Читать «Постструктурализм. Деконструктивизм. Постмодернизм» онлайн - страница 106

Илья Петрович Ильин

Можно рассматривать это и как поиски внутренних законов его саморазвития, и как характерную для постструктурализма установку на «языковую замкнутость». Следует отметить тут и нечто иное: во-первых, понимание искусства как носителя особого значения и способа познания, как «специфического способа практического познания, где концентрируется то, что отображают вербальная коммуникация и социальный обмен, в той мере, в какой они подчиняются законам экономически-технической эволюции» (там же, с. 27); и во-вторых, идею особой роли субъекта в искусстве и истории, которую он осуществляет через язык: «открываемое в этой ткани — это посредническая функция субъекта между импульсами и социальной практикой в языке, разгороженном сегодня на множество часто несообщающихся систем: Вавилонской башне, которую литература как раз и сокрушает, перестраивает, вписывает в новый ряд вечных противоречий. Речь идет о том субъекте, который достиг кульминации в христианско-капиталистическую эру, став ее скрытым двигателем, влиятельным, могущественным и неведомым, одновременно подавляемым и источником нового: именно в нем мир концентрирует свое рождение и свои битвы; наука о нем, возможности которой наметил Барт в поисках силовых линий в литературе, и есть письмо» (там же, с. 28).

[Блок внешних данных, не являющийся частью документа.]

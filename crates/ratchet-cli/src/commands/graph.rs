//! Graph command implementation.

use super::Session;
use crate::cli::GraphArgs;
use crate::error::{CliError, Result};
use crate::output::Formatter;
use ratchet_assurance::GraphOptions;
use ratchet_domain::ProjectRef;

/// Execute the graph command.
pub fn execute_graph(args: GraphArgs, session: &Session, formatter: &Formatter) -> Result<()> {
    let project = ProjectRef::new(args.project.as_str())
        .map_err(|e| CliError::InvalidInput(format!("Invalid project '{}': {}", args.project, e)))?;
    let options = GraphOptions {
        include_history: args.provenance,
        include_tombstoned: args.all,
    };
    let graph = session.engine.build_evidence_graph(&project, options)?;
    println!("{}", formatter.format_graph(&graph)?);
    Ok(())
}
//! Evidence graph nodes and edges

use ratchet_domain::{
    AssuranceState, Decision, EvidenceKind, ProjectRef, ReviewKind, Score, Tier,
};
use ratchet_ledger::{EntityKind, LedgerAction};
use serde::Serialize;

/// What a node stands for
#[derive(Debug, Clone, PartialEq, Serialize)]
#[serde(rename_all = "snake_case", tag = "type")]
pub enum NodeData {
    /// An impact claim
    Claim {
        /// Indicator name
        indicator: String,
        /// Reported value
        value: f64,
        /// Unit of the value
        unit: String,
        /// Lifecycle state
        state: AssuranceState,
        /// Derived assurance tier
        tier: Tier,
        /// Hidden unless tombstoned entities were requested
        tombstoned: bool,
    },
    /// A supporting artifact
    Evidence {
        /// Artifact kind
        kind: EvidenceKind,
        /// Hex content digest
        digest: String,
        /// Hidden unless tombstoned entities were requested
        tombstoned: bool,
    },
    /// A reviewer's judgment
    Review {
        /// Review kind
        kind: ReviewKind,
        /// Decision so far
        decision: Decision,
        /// Score, once decided
        score: Option<Score>,
        /// Review round of the claim
        round: u32,
    },
    /// A ledger entry, present in provenance views only
    Audit {
        /// Ledger sequence number
        seq: u64,
        /// Recorded action
        action: LedgerAction,
        /// Acting party
        actor: String,
        /// When the action was recorded
        timestamp: u64,
    },
}

/// A graph node, keyed by the entity's identifier
#[derive(Debug, Clone, PartialEq, Serialize)]
pub struct GraphNode {
    /// Entity identifier (`ledger:<seq>` for audit nodes)
    pub id: String,
    /// Node payload
    #[serde(flatten)]
    pub data: NodeData,
}

impl GraphNode {
    /// Entity kind of this node, `None` for audit nodes
    pub fn entity_kind(&self) -> Option<EntityKind> {
        match self.data {
            NodeData::Claim { .. } => Some(EntityKind::Claim),
            NodeData::Evidence { .. } => Some(EntityKind::Evidence),
            NodeData::Review { .. } => Some(EntityKind::Review),
            NodeData::Audit { .. } => None,
        }
    }
}

/// Relation between two nodes
#[derive(Debug, Clone, Copy, PartialEq, Eq, Serialize)]
#[serde(rename_all = "snake_case", tag = "relation")]
pub enum EdgeKind {
    /// Claim → evidence it owns
    ClaimHasEvidence,
    /// Claim → review of it
    ClaimHasReview,
    /// Review → claim, when the decision moved the claim
    ReviewPrecedesStateChange {
        /// State the claim moved to
        resulting_state: AssuranceState,
    },
    /// Entity → ledger entry that recorded a change to it
    RecordedBy,
}

/// A directed edge
#[derive(Debug, Clone, PartialEq, Eq, Serialize)]
pub struct GraphEdge {
    /// Source node id
    pub source: String,
    /// Target node id
    pub target: String,
    /// Relation
    #[serde(flatten)]
    pub kind: EdgeKind,
}

/// Size and timing of a graph build
#[derive(Debug, Clone, Copy, PartialEq, Eq, Default, Serialize)]
pub struct GraphStats {
    /// Number of nodes
    pub node_count: usize,
    /// Number of edges
    pub edge_count: usize,
    /// Wall time spent reading and assembling, in milliseconds
    pub elapsed_ms: u64,
    /// Whether the configured latency budget was exceeded
    pub over_budget: bool,
}

/// Nodes and edges of one project
#[derive(Debug, Clone, Serialize)]
pub struct EvidenceGraph {
    /// Project the graph was built for
    pub project: ProjectRef,
    /// Nodes: claims first, then evidence, reviews and audit entries
    pub nodes: Vec<GraphNode>,
    /// Edges
    pub edges: Vec<GraphEdge>,
    /// Build statistics
    pub stats: GraphStats,
}

impl EvidenceGraph {
    /// Look up a node by id
    pub fn node(&self, id: &str) -> Option<&GraphNode> {
        self.nodes.iter().find(|n| n.id == id)
    }

    /// Edges leaving `source`
    pub fn edges_from<'a>(
        &'a self,
        source: &'a str,
    ) -> impl Iterator<Item = &'a GraphEdge> + 'a {
        self.edges.iter().filter(move |e| e.source == source)
    }
}
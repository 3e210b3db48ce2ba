//! Error types for the CLI application.

use ratchet_assurance::{AssuranceError, ConfigError};
use thiserror::Error;

/// Result type alias for CLI operations.
pub type Result<T> = std::result::Result<T, CliError>;

/// CLI-specific errors.
#[derive(Debug, Error)]
pub enum CliError {
    /// Configuration error
    #[error("Configuration error: {0}")]
    Config(String),

    /// Assurance engine error
    #[error(transparent)]
    Assurance(#[from] AssuranceError),

    /// Store could not be opened
    #[error("Store error: {0}")]
    Store(#[from] ratchet_store::StoreError),

    /// I/O error
    #[error("I/O error: {0}")]
    Io(#[from] std::io::Error),

    /// Serialization error
    #[error("Serialization error: {0}")]
    Serialization(#[from] serde_json::Error),

    /// TOML parsing error
    #[error("TOML parsing error: {0}")]
    Toml(#[from] toml::de::Error),

    /// Invalid input
    #[error("Invalid input: {0}")]
    InvalidInput(String),

    /// No actor configured for a mutating command
    #[error("No actor configured. Pass --actor or set default_actor in the config file.")]
    NoActor,
}

impl From<ConfigError> for CliError {
    fn from(e: ConfigError) -> Self {
        CliError::Config(e.to_string())
    }
}

impl CliError {
    /// Process exit code for this error
    ///
    /// Integrity findings exit with 3 so scripts can tell them apart from
    /// ordinary refusals.
    pub fn exit_code(&self) -> i32 {
        match self {
            CliError::Assurance(AssuranceError::Integrity(_)) => 3,
            CliError::Assurance(_) => 2,
            _ => 1,
        }
    }
}

#[cfg(test)]
mod tests {
    use super::*;

    #[test]
    fn test_exit_codes() {
        let integrity = CliError::Assurance(AssuranceError::Integrity("digest".into()));
        assert_eq!(integrity.exit_code(), 3);

        let conflict = CliError::Assurance(AssuranceError::Conflict("taken".into()));
        assert_eq!(conflict.exit_code(), 2);

        assert_eq!(CliError::NoActor.exit_code(), 1);
    }
}
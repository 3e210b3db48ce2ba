//! Write-through audit and ledger tamper detection through the engine

mod common;

use common::*;
use proptest::prelude::*;
use ratchet_assurance::{AssuranceConfig, AssuranceEngine, AssuranceError};
use ratchet_domain::ClaimDraft;
use ratchet_ledger::{DivergenceKind, EntityRef, LedgerAction};
use ratchet_store::SqliteStore;
use rusqlite::Connection;
use std::sync::Arc;
use tempfile::TempDir;

fn file_engine() -> (TempDir, std::path::PathBuf, AssuranceEngine) {
    let dir = TempDir::new().unwrap();
    let path = dir.path().join("ratchet.db");
    let store = Arc::new(SqliteStore::new(&path).unwrap());
    let engine = AssuranceEngine::new(store, AssuranceConfig::default().with_administrator(ADMIN));
    (dir, path, engine)
}

#[test]
fn test_out_of_band_write_found_and_reconciled() {
    let (_dir, path, engine) = file_engine();
    engine.create_claim(&owner(), draft("project:p1")).unwrap();
    assert!(engine.find_unaudited().unwrap().is_empty());

    let rogue = ratchet_domain::Claim::new(draft("project:p1"), 0);
    let conn = Connection::open(&path).unwrap();
    conn.execute(
        "INSERT INTO claims (id, project_id, indicator, value, unit, method, calculation,
             sdg_targets, state, tier, review_round, tombstoned, created_at, updated_at)
         VALUES (?1, 'project:p1', 'x', 1.0, 'u', 'm', '{}', '[]', 'draft', 'self', 0, 0, 0, 0)",
        [&rogue.id.to_bytes()[..]],
    )
    .unwrap();

    let unaudited = engine.find_unaudited().unwrap();
    assert_eq!(unaudited.len(), 1);
    assert_eq!(unaudited[0].entity, EntityRef::claim(rogue.id));

    let refused = engine.reconcile_unaudited(&owner());
    assert!(matches!(refused, Err(AssuranceError::Unauthorized(_))));

    let entries = engine.reconcile_unaudited(&actor(ADMIN)).unwrap();
    assert_eq!(entries.len(), 1);
    assert_eq!(entries[0].action, LedgerAction::EntityReconciled);
    assert_eq!(entries[0].delta.after["indicator"], "x");

    assert!(engine.find_unaudited().unwrap().is_empty());
    assert!(engine.ensure_chain_intact().is_ok());
}

#[test]
fn test_tampered_ledger_fails_integrity_check() {
    let (_dir, path, engine) = file_engine();
    let claim = submitted_claim(&engine);
    assert!(engine.ensure_chain_intact().is_ok());

    let conn = Connection::open(&path).unwrap();
    conn.execute_batch(
        "DROP TRIGGER ledger_no_update;
         UPDATE ledger_entries SET actor = 'user:mallory' WHERE seq = 2;",
    )
    .unwrap();

    let report = engine.verify_all().unwrap();
    let divergence = report.divergence.unwrap();
    assert_eq!(divergence.seq, 2);
    assert!(matches!(divergence.kind, DivergenceKind::DigestMismatch { .. }));

    assert!(matches!(
        engine.ensure_chain_intact(),
        Err(AssuranceError::Integrity(_))
    ));
    // Tail entries still verify against their stored predecessor
    assert!(engine.verify_chain(3, 3).unwrap().is_intact());
    assert!(engine.get_claim(claim.id).is_ok());
}

#[test]
fn test_invalid_range_is_validation_error() {
    let engine = engine();
    engine.create_claim(&owner(), draft("project:p1")).unwrap();

    assert!(matches!(
        engine.verify_chain(0, 1),
        Err(AssuranceError::Validation(_))
    ));
    assert!(matches!(
        engine.verify_chain(3, 2),
        Err(AssuranceError::Validation(_))
    ));
}

#[test]
fn test_verify_range_past_head_is_clamped() {
    let engine = engine();
    submitted_claim(&engine);
    let head = engine.chain_head().unwrap().seq;

    let report = engine.verify_chain(1, head + 5).unwrap();
    assert!(report.is_intact());
    assert_eq!(report.to_seq, head);
    assert_eq!(report.verified, head);
    assert_eq!(engine.metrics().snapshot().integrity_violations, 0);

    assert!(matches!(
        engine.verify_chain(head + 1, head + 5),
        Err(AssuranceError::Validation(_))
    ));
    assert_eq!(engine.metrics().snapshot().integrity_violations, 0);
}

#[test]
fn test_extreme_float_values_keep_chain_intact() {
    let engine = engine();
    for value in [1.2345678901234567e-300, 5e-324, f64::MAX, -0.1 - 0.2, 1.0 / 3.0] {
        let claim = engine
            .create_claim(
                &owner(),
                ClaimDraft {
                    value,
                    calculation: serde_json::json!({"factor": value, "series": [value, -value]}),
                    ..draft("project:p1")
                },
            )
            .unwrap();
        assert_eq!(engine.get_claim(claim.id).unwrap().value, value);
    }
    engine.ensure_chain_intact().unwrap();
}

proptest! {
    #![proptest_config(ProptestConfig::with_cases(32))]

    #[test]
    fn test_any_finite_value_keeps_chain_intact(
        value in proptest::num::f64::NORMAL | proptest::num::f64::SUBNORMAL | proptest::num::f64::ZERO,
        factor in proptest::num::f64::NORMAL,
    ) {
        let engine = engine();
        let claim = engine
            .create_claim(
                &owner(),
                ClaimDraft {
                    value,
                    calculation: serde_json::json!({"factor": factor}),
                    ..draft("project:p1")
                },
            )
            .unwrap();
        engine
            .update_claim(
                &owner(),
                claim.id,
                ratchet_domain::ClaimUpdate { value: Some(factor), ..Default::default() },
            )
            .unwrap();
        prop_assert!(engine.ensure_chain_intact().is_ok());
    }
}

#[test]
fn test_calculation_payload_passes_through() {
    let engine = engine();
    let payload = serde_json::json!({
        "model": "ghg-v2",
        "factors": [0.23, 0.41],
        "nested": {"z": 1, "a": [true, null]}
    });
    let claim = engine
        .create_claim(
            &owner(),
            ClaimDraft {
                calculation: payload.clone(),
                ..draft("project:p1")
            },
        )
        .unwrap();

    assert_eq!(engine.get_claim(claim.id).unwrap().calculation, payload);
}
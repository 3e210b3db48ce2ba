//! Ratchet Integrity Ledger
//!
//! An append-only, hash-chained audit log. Every entry's digest is a function
//! of the previous digest and the entry's content, so recomputing the chain
//! from the genesis seed must reproduce every stored digest; any difference
//! means the ledger has been altered.
//!
//! This crate owns the chaining function and verification. Persistence lives
//! in `ratchet-store`, which seals entries in the same transaction as the
//! entity writes they describe.
//!
//! # Examples
//!
//! ```
//! use ratchet_ledger::{ChainHead, EntityRef, LedgerAction, PendingEntry, StateDelta, verify_entries};
//! use ratchet_domain::{ActorRef, ClaimId};
//!
//! let claim_id = ClaimId::new();
//! let entry = ChainHead::genesis().seal(PendingEntry {
//!     actor: ActorRef::new("user:alice").unwrap(),
//!     action: LedgerAction::ClaimCreated,
//!     entity: EntityRef::claim(claim_id),
//!     claim_id,
//!     delta: StateDelta::created(serde_json::json!({"state": "draft"})),
//!     timestamp: 0,
//! }).unwrap();
//!
//! let report = verify_entries(ChainHead::genesis(), [&entry], 1).unwrap();
//! assert!(report.is_intact());
//! ```

#![warn(missing_docs)]

mod chain;
mod entry;
mod error;
mod verify;

pub use chain::{canonicalize, expected_digest, ChainDigest, ChainHead, GENESIS_LABEL};
pub use entry::{
    AppendReceipt, EntityKind, EntityRef, LedgerAction, LedgerEntry, PendingEntry, StateDelta,
};
pub use error::LedgerError;
pub use verify::{verify_entries, ChainDivergence, ChainReport, DivergenceKind};

/// Read access to a persisted ledger
///
/// Implemented by the infrastructure layer (ratchet-store)
pub trait LedgerReader {
    /// Error type for read operations
    type Error: From<LedgerError>;

    /// Last sealed position
    fn chain_head(&self) -> Result<ChainHead, Self::Error>;

    /// Entry at `seq`
    fn entry(&self, seq: u64) -> Result<Option<LedgerEntry>, Self::Error>;

    /// Entries with `from <= seq <= to`, in order
    fn entries(&self, from: u64, to: u64) -> Result<Vec<LedgerEntry>, Self::Error>;

    /// Every entry about `entity_id`, in order
    fn history_for_entity(&self, entity_id: &str) -> Result<Vec<LedgerEntry>, Self::Error>;

    /// Recompute digests for `from..=to` and report the first divergence
    ///
    /// The range is anchored at the stored digest of `from - 1`; verify from
    /// 1 to trust nothing but the genesis seed. `to` is clamped to the chain
    /// head; a range starting past the head is invalid.
    fn verify_chain(&self, from: u64, to: u64) -> Result<ChainReport, Self::Error> {
        if from == 0 || from > to {
            return Err(LedgerError::InvalidRange { from, to }.into());
        }
        let head = self.chain_head()?;
        if from > head.seq {
            return Err(LedgerError::InvalidRange { from, to }.into());
        }
        let to = to.min(head.seq);
        let anchor = if from == 1 {
            ChainHead::genesis()
        } else {
            match self.entry(from - 1)? {
                Some(prev) => ChainHead::at(&prev),
                None => {
                    return Ok(ChainReport {
                        from_seq: from,
                        to_seq: to,
                        verified: 0,
                        divergence: Some(ChainDivergence {
                            seq: from - 1,
                            kind: DivergenceKind::SequenceGap { expected_seq: from - 1 },
                        }),
                    })
                }
            }
        };
        let entries = self.entries(from, to)?;
        Ok(verify_entries(anchor, &entries, to)?)
    }

    /// Verify the whole chain from the genesis seed
    fn verify_all(&self) -> Result<ChainReport, Self::Error> {
        let head = self.chain_head()?;
        if head.seq == 0 {
            return Ok(ChainReport {
                from_seq: 1,
                to_seq: 0,
                verified: 0,
                divergence: None,
            });
        }
        self.verify_chain(1, head.seq)
    }
}
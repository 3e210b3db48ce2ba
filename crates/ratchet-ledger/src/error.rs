//! Ledger error types

use thiserror::Error;

/// Errors that can occur while building or checking the chain
#[derive(Error, Debug)]
pub enum LedgerError {
    /// Entry content could not be serialized for hashing
    #[error("Serialization error: {0}")]
    Serialization(#[from] serde_json::Error),

    /// A stored digest is not valid hex of the right length
    #[error("Invalid digest: {0}")]
    InvalidDigest(String),

    /// A stored tag does not name a known action or entity kind
    #[error("Invalid data: {0}")]
    InvalidData(String),

    /// Requested range is empty or inverted
    #[error("Invalid range {from}..={to}")]
    InvalidRange {
        /// First sequence number
        from: u64,
        /// Last sequence number
        to: u64,
    },
}
#[cfg(test)]
mod proptests {
    use super::*;
    use crate::review::Score;
    use proptest::prelude::*;

    fn kind() -> impl Strategy<Value = ReviewKind> {
        prop_oneof![
            Just(ReviewKind::Peer),
            Just(ReviewKind::Expert),
            Just(ReviewKind::ThirdParty),
        ]
    }

    fn decision() -> impl Strategy<Value = Decision> {
        prop_oneof![
            Just(Decision::Approved),
            Just(Decision::Rejected),
            Just(Decision::Conditional),
        ]
    }

    fn verdict() -> impl Strategy<Value = Verdict> {
        prop_oneof![
            Just(Verdict::Awaiting),
            Just(Verdict::Reject),
            Just(Verdict::Conditional),
            (0u8..=10).prop_map(|s| Verdict::Approve { lowest: Score::new(s).unwrap() }),
            (0u8..=10).prop_map(|s| Verdict::BelowThreshold { lowest: Score::new(s).unwrap() }),
        ]
    }

    fn event() -> impl Strategy<Value = LifecycleEvent> {
        prop_oneof![
            (0usize..3).prop_map(|evidence_count| LifecycleEvent::Submit { evidence_count }),
            kind().prop_map(|kind| LifecycleEvent::AssignReview { kind }),
            (kind(), decision(), verdict()).prop_map(|(kind, decision, verdict)| {
                LifecycleEvent::ReviewFinalized { kind, decision, verdict }
            }),
            Just(LifecycleEvent::EvidenceAttached),
            Just(LifecycleEvent::Reopen),
        ]
    }

    proptest! {
        /// Property: along any accepted event sequence the tier only rises
        /// on a finalized review and only falls on rejection, reopen or the
        /// remediation loop
        #[test]
        fn test_tier_moves_only_with_reviews(events in prop::collection::vec(event(), 0..40)) {
            let mut state = AssuranceState::Draft;
            for event in &events {
                let Ok(t) = state.apply(event) else { continue };
                let (before, after) = (t.from.tier(), t.to.tier());
                if after > before {
                    prop_assert!(
                        matches!(event, LifecycleEvent::ReviewFinalized { .. }),
                        "tier rose on {:?}", event
                    );
                }
                if after < before {
                    prop_assert!(
                        t.to == AssuranceState::Rejected
                            || matches!(event, LifecycleEvent::Reopen | LifecycleEvent::EvidenceAttached),
                        "tier fell on {:?}", event
                    );
                }
                state = t.to;
                prop_assert_eq!(state.tier(), t.to.tier());
            }
        }

        /// Property: a round whose lowest approval misses the threshold never
        /// reaches the peer tier
        #[test]
        fn test_below_threshold_never_peer(
            kind in kind(),
            decision in decision(),
            lowest in 0u8..=10,
        ) {
            let verdict = Verdict::BelowThreshold { lowest: Score::new(lowest).unwrap() };
            if let Ok(t) = AssuranceState::UnderReview
                .apply(&LifecycleEvent::ReviewFinalized { kind, decision, verdict })
            {
                prop_assert_eq!(t.to.tier(), Tier::SelfDeclared);
            }
        }

        /// Property: Submitted is only ever entered with evidence attached
        #[test]
        fn test_submitted_requires_evidence(events in prop::collection::vec(event(), 0..40)) {
            let mut state = AssuranceState::Draft;
            for event in &events {
                let Ok(t) = state.apply(event) else { continue };
                if t.is_change() && t.to == AssuranceState::Submitted {
                    prop_assert!(
                        matches!(event, LifecycleEvent::Submit { evidence_count } if *evidence_count >= 1),
                        "Submitted entered without evidence"
                    );
                }
                state = t.to;
            }
        }

        /// Property: only a third-party approval reaches the verified tier
        #[test]
        fn test_verified_requires_third_party(events in prop::collection::vec(event(), 0..40)) {
            let mut state = AssuranceState::Draft;
            for event in &events {
                let Ok(t) = state.apply(event) else { continue };
                if t.is_change() && t.to == AssuranceState::ThirdPartyVerified {
                    prop_assert!(matches!(
                        event,
                        LifecycleEvent::ReviewFinalized {
                            kind: ReviewKind::ThirdParty,
                            decision: Decision::Approved,
                            ..
                        }
                    ), "ThirdPartyVerified entered without third-party approval");
                }
                state = t.to;
            }
        }
    }
}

Трудно не согласиться с Торил Мой, когда она утверждает, что подобная позиция «высвечивает убежденность Кристевой, что искусство или литература именно как раз потому, что они опираются на понятие „субъекта“, являются привилегированным местом трансформации или перемены: абстрактная философия означающего способна только повторять формальные жесты своих литературных моделей» (279, с. 27).

Несомненно, что в своей трактовке субъекта Кристева гораздо ближе Лакану, чем Дерриде; она во многом сохраняет лакановскую, и через него восходящую к Фрейду интерпретацию субъекта как внутренне противоречивого явления: находящегося в состоянии постоянного напряжения, на грани, часто преступаемой, своего краха, развала, психической деформации, вплоть до безумия, и судорожно пытающегося восстановить свою целостность посредством символической функции воображения, которая сама по себе есть не что иное, как фикция. Может быть, одной их специфических черт Кристевой является ее «теоретический акцент» на неизбежности и «профилактической необходимости» этого «царства символического» как обязательного условия существования человека.

Другой акцент касается понимания «экзистенциального состояния» человека как прежде всего находящегося на грани именно психологического, психического срыва, ведущего неизбежно к разного рода психозам: шизофреническому, параноидальному, истерическому, галлюцинаторному. Как это часто бывает в работах фрейдистской ориентации с эстетико-философским уклоном, патология настолько сливается с нормой, что провести между ними четкую грань вряд ли возможно. Более того, она сознательно стирается, поскольку именно болезненное состояние психики «человека современного», ложность представления о норме и природная, исконная «ненормальность нормы», легитимизированная «наивным оптимизмом» буржуазного рационализма, служат «морально-теоретическим» оправданием критики социальных структур западного общества, его «ментальных институтов».